To maintain a fully white smile, your dentist will most likely suggest all-ceramic crowns. This is a popular option for patients as it provides durable, long-lasting and natural results.
The three predominant material choices for full coverage crowns are:
Porcelain-fused-to-metal: This type of crown is not used often as it has been replaced by all-ceramic crowns. It can be a strong, durable and esthetic treatment option depending on the preparation of the underlying tooth structure and the skill of the laboratory technologist. One major downside of porcelain-fused-to-metal crowns is the tendency of the gums to recede over time, exposing the underlying metal.
All-ceramic (all-porcelain): This type of crown offers you a metal-free and esthetic option. This is a favorable treatment choice in areas with limited space as the crown is created without the need for the supportive metalcore. Also, the absence of the metal core offers a higher level of esthetics.
Gold: This is not a popular treatment choice due to esthetic reasons. However, if you have a strong bite, or if you grind or clench your teeth a gold crown might be your best option.
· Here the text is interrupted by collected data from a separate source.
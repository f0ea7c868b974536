use anyhow::{bail, Context, Result};
use serde::{Deserialize, Serialize};
use std::path::Path;

/// Environment variable that overrides [`Config::host`].
pub const HOST_ENV: &str = "LUNAI_HOST";

/// Largest accepted `purgeMarginSecs` (one day).
pub const MAX_PURGE_MARGIN_SECS: u64 = 24 * 60 * 60;

#[derive(Debug, Deserialize, Serialize, Clone)]
#[serde(rename_all = "camelCase")]
pub struct Config {
    pub name: String,
    #[serde(default)]
    pub current_project_id: String,
    #[serde(default = "default_host")]
    pub host: String,
    #[serde(default = "default_purge_margin_secs")]
    pub purge_margin_secs: u64,
    #[serde(default = "default_root_marker")]
    pub root_marker: String,
    #[serde(default, skip_serializing_if = "Option::is_none")]
    pub timeout_secs: Option<u64>,
}

fn default_host() -> String {
    "http://localhost:8000".to_string()
}
fn default_purge_margin_secs() -> u64 {
    10
}
fn default_root_marker() -> String {
    "docstore".to_string()
}

impl Config {
    /// Minimal config for a customer name, every other field defaulted.
    pub fn for_customer(name: &str) -> Self {
        Self {
            name: name.to_string(),
            current_project_id: String::new(),
            host: default_host(),
            purge_margin_secs: default_purge_margin_secs(),
            root_marker: default_root_marker(),
            timeout_secs: None,
        }
    }

    /// The project selected by `create-project`, or an error telling the user
    /// how to select one.
    pub fn current_project_id(&self) -> Result<&str> {
        if self.current_project_id.is_empty() {
            bail!(
                "there is no project id in the config file. first create a project with `lunai create-project --help`"
            );
        }
        Ok(&self.current_project_id)
    }

    /// `purgeMarginSecs` as a signed duration, range-checked.
    pub fn purge_margin(&self) -> Result<chrono::Duration> {
        if self.purge_margin_secs == 0 || self.purge_margin_secs > MAX_PURGE_MARGIN_SECS {
            bail!(
                "config.purgeMarginSecs must be between 1 and {}, got {}",
                MAX_PURGE_MARGIN_SECS,
                self.purge_margin_secs
            );
        }
        let secs = i64::try_from(self.purge_margin_secs)
            .context("config.purgeMarginSecs does not fit a signed duration")?;
        chrono::Duration::try_seconds(secs)
            .with_context(|| format!("config.purgeMarginSecs out of range: {}", secs))
    }
}

pub fn load_config(path: &Path) -> Result<Config> {
    let content = std::fs::read_to_string(path)
        .with_context(|| format!("Failed to read config file: {}", path.display()))?;

    let mut config: Config = serde_json::from_str(&content)
        .with_context(|| format!("Failed to parse config file: {}", path.display()))?;

    if let Ok(host) = std::env::var(HOST_ENV) {
        if !host.is_empty() {
            config.host = host;
        }
    }

    validate(&config)?;
    Ok(config)
}

/// Rewrite the config file with the current values.
pub fn save_config(path: &Path, config: &Config) -> Result<()> {
    let content = serde_json::to_string_pretty(config)?;
    std::fs::write(path, content + "\n")
        .with_context(|| format!("Failed to write config file: {}", path.display()))?;
    Ok(())
}

fn validate(config: &Config) -> Result<()> {
    if config.name.trim().is_empty() {
        bail!("config.name must not be empty");
    }

    let url = reqwest::Url::parse(&config.host)
        .with_context(|| format!("config.host is not a valid URL: '{}'", config.host))?;
    match url.scheme() {
        "http" | "https" => {}
        other => bail!(
            "config.host must use http or https, got '{}'",
            other
        ),
    }

    if config.root_marker.is_empty() {
        bail!("config.rootMarker must not be empty");
    }

    if config.timeout_secs == Some(0) {
        bail!("config.timeoutSecs must be > 0");
    }

    config.purge_margin()?;

    Ok(())
}
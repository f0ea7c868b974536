//! Website ingestion and website vectorization.
//!
//! Crawling, route filtering and page storage all happen on the service; the
//! client only shapes the request and prints what comes back.

use anyhow::{Context, Result};
use reqwest::StatusCode;

use crate::client::{decode_json, expect_status};
use crate::config::Config;
use crate::models::{SiteRequest, SiteResponse};
use crate::session::Session;

/// Split a comma-separated pattern list. An empty string means no patterns.
pub fn parse_patterns(raw: &str) -> Vec<String> {
    if raw.is_empty() {
        return Vec::new();
    }
    raw.split(',').map(|p| p.to_string()).collect()
}

pub fn ingest_site(session: &Session, request: &SiteRequest) -> Result<SiteResponse> {
    let response = session
        .client
        .post_json(&session.customer_path("/websites"), request)?;
    let response = expect_status(response, "POST", StatusCode::OK)?;
    Ok(decode_json(response)?)
}

pub fn vectorize_websites(session: &Session) -> Result<()> {
    let response = session
        .client
        .put_empty(&session.customer_path("/vectorizeWebsites"))?;
    expect_status(response, "PUT", StatusCode::NO_CONTENT)
        .context("error sending the vectorization request")?;
    Ok(())
}

/// CLI entry point for `ingest-web`.
pub fn run_ingest_web(
    config: &Config,
    domain: &str,
    insert: bool,
    whitelist: &str,
    blacklist: &str,
) -> Result<()> {
    let session = Session::resolve(config)?;
    let request = SiteRequest {
        domain: domain.to_string(),
        whitelist: parse_patterns(whitelist),
        blacklist: parse_patterns(blacklist),
        insert,
    };

    let response = ingest_site(&session, &request)
        .with_context(|| format!("error ingesting the website {}", domain))?;

    println!("---\nSite:");
    println!("{}", serde_json::to_string_pretty(&response.site)?);
    println!("---\nPages:");
    for page in &response.pages {
        println!("{}", page.url);
    }
    Ok(())
}

/// CLI entry point for `vec-web`.
pub fn run_vectorize_websites(config: &Config) -> Result<()> {
    let session = Session::resolve(config)?;
    vectorize_websites(&session).context("There was an issue vectorizing the websites")?;
    println!("vectorization of websites requested");
    Ok(())
}

#[cfg(test)]
mod tests {
    use super::*;

    #[test]
    fn empty_pattern_string_is_empty_list() {
        assert!(parse_patterns("").is_empty());
    }

    #[test]
    fn patterns_split_on_commas() {
        assert_eq!(
            parse_patterns("^/blog/.*,^/docs/"),
            vec!["^/blog/.*".to_string(), "^/docs/".to_string()]
        );
    }

    #[test]
    fn site_response_tolerates_missing_pages() {
        let resp: SiteResponse =
            serde_json::from_value(serde_json::json!({"site": {"domain": "https://a.io"}}))
                .unwrap();
        assert!(resp.pages.is_empty());
        assert_eq!(resp.site["domain"], "https://a.io");
    }
}
//! Ingest progress reporting.
//!
//! Reports what a folder sync is doing as it happens: which folders were
//! registered, which files were sent and which were already present.
//! Progress is emitted on **stderr** so stdout remains parseable for scripts.

use std::io::Write;
use std::path::Path;

/// A single progress event for a folder sync.
#[derive(Clone, Debug, PartialEq, Eq)]
pub enum IngestEvent {
    /// A local directory now has a remote folder. `existing` is true when the
    /// service reported that the folder was already there.
    FolderRegistered { path: String, existing: bool },
    /// A file's bytes were sent and validated.
    FileUploaded { path: String, bytes: u64 },
    /// The service already holds a document with the file's signature.
    FileUnchanged { path: String },
    /// Stale documents were purged.
    Purged { cutoff: String },
}

impl IngestEvent {
    pub fn folder(path: &Path, existing: bool) -> Self {
        IngestEvent::FolderRegistered {
            path: path.display().to_string(),
            existing,
        }
    }

    pub fn uploaded(path: &Path, bytes: u64) -> Self {
        IngestEvent::FileUploaded {
            path: path.display().to_string(),
            bytes,
        }
    }

    pub fn unchanged(path: &Path) -> Self {
        IngestEvent::FileUnchanged {
            path: path.display().to_string(),
        }
    }
}

/// Reports ingest progress. Implementations write to stderr (human or JSON).
pub trait ProgressReporter {
    fn report(&self, event: IngestEvent);
}

/// Human-friendly progress on stderr: "ingest  uploaded  docs/a.txt (1,234 bytes)".
pub struct StderrProgress;

impl ProgressReporter for StderrProgress {
    fn report(&self, event: IngestEvent) {
        let line = match &event {
            IngestEvent::FolderRegistered { path, existing } => {
                let state = if *existing { "exists" } else { "created" };
                format!("ingest  folder {}  {}\n", state, path)
            }
            IngestEvent::FileUploaded { path, bytes } => {
                format!("ingest  uploaded  {} ({} bytes)\n", path, format_number(*bytes))
            }
            IngestEvent::FileUnchanged { path } => format!("ingest  unchanged {}\n", path),
            IngestEvent::Purged { cutoff } => format!("ingest  purged before {}\n", cutoff),
        };
        let _ = std::io::stderr().lock().write_all(line.as_bytes());
        let _ = std::io::stderr().lock().flush();
    }
}

/// Machine-readable progress: one JSON object per line on stderr.
pub struct JsonProgress;

impl ProgressReporter for JsonProgress {
    fn report(&self, event: IngestEvent) {
        let obj = match &event {
            IngestEvent::FolderRegistered { path, existing } => serde_json::json!({
                "event": "folder",
                "path": path,
                "existing": existing
            }),
            IngestEvent::FileUploaded { path, bytes } => serde_json::json!({
                "event": "uploaded",
                "path": path,
                "bytes": bytes
            }),
            IngestEvent::FileUnchanged { path } => serde_json::json!({
                "event": "unchanged",
                "path": path
            }),
            IngestEvent::Purged { cutoff } => serde_json::json!({
                "event": "purged",
                "cutoff": cutoff
            }),
        };
        if let Ok(line) = serde_json::to_string(&obj) {
            let _ = writeln!(std::io::stderr().lock(), "{}", line);
            let _ = std::io::stderr().lock().flush();
        }
    }
}

/// No-op reporter when progress is disabled.
pub struct NoProgress;

impl ProgressReporter for NoProgress {
    fn report(&self, _event: IngestEvent) {}
}

fn format_number(n: u64) -> String {
    let s = n.to_string();
    let mut result = String::with_capacity(s.len() + (s.len() - 1) / 3);
    let chars: Vec<char> = s.chars().rev().collect();
    for (i, c) in chars.iter().enumerate() {
        if i > 0 && i % 3 == 0 {
            result.push(',');
        }
        result.push(*c);
    }
    result.chars().rev().collect()
}

/// Progress mode for the CLI: off, human (stderr), or JSON (stderr).
#[derive(Clone, Copy, Debug, Eq, PartialEq, clap::ValueEnum)]
pub enum ProgressMode {
    Off,
    Human,
    Json,
}

impl ProgressMode {
    /// Default: human progress when stderr is a TTY, otherwise off.
    pub fn default_for_tty() -> Self {
        if atty::is(atty::Stream::Stderr) {
            ProgressMode::Human
        } else {
            ProgressMode::Off
        }
    }

    pub fn reporter(&self) -> Box<dyn ProgressReporter> {
        match self {
            ProgressMode::Off => Box::new(NoProgress),
            ProgressMode::Human => Box::new(StderrProgress),
            ProgressMode::Json => Box::new(JsonProgress),
        }
    }
}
This is because it offers durability, longevity and requires less tooth preparation.
What is Quality Crown?
Your teeth are not identical, they have slight variations in terms of their shape, color, and transparency. A quality crown is indistinguishable from a natural tooth as it consists of the most modern dental materials and is hand-finished. Your dentist should provide you with a dental crown that is long lasting, well fit and comfortable.
Crown Recovery and After Care
Once your permanent crown has been placed, your dentist will provide you with instructions to properly care for your new restorations.
When you have a dental crown it is always important to:
Practice good oral hygiene habits: brush twice per day and floss once per day to remove plaque and prevent tooth decay and gum disease.
Avoid chewing hard foods, hard objects, and your fingernails: This can damage your crown or the remaining tooth structure.
Avoid teeth grinding and clenching: Your dentist may recommend a mouth-guard for you to wear at night if you habitually grind or clench your teeth.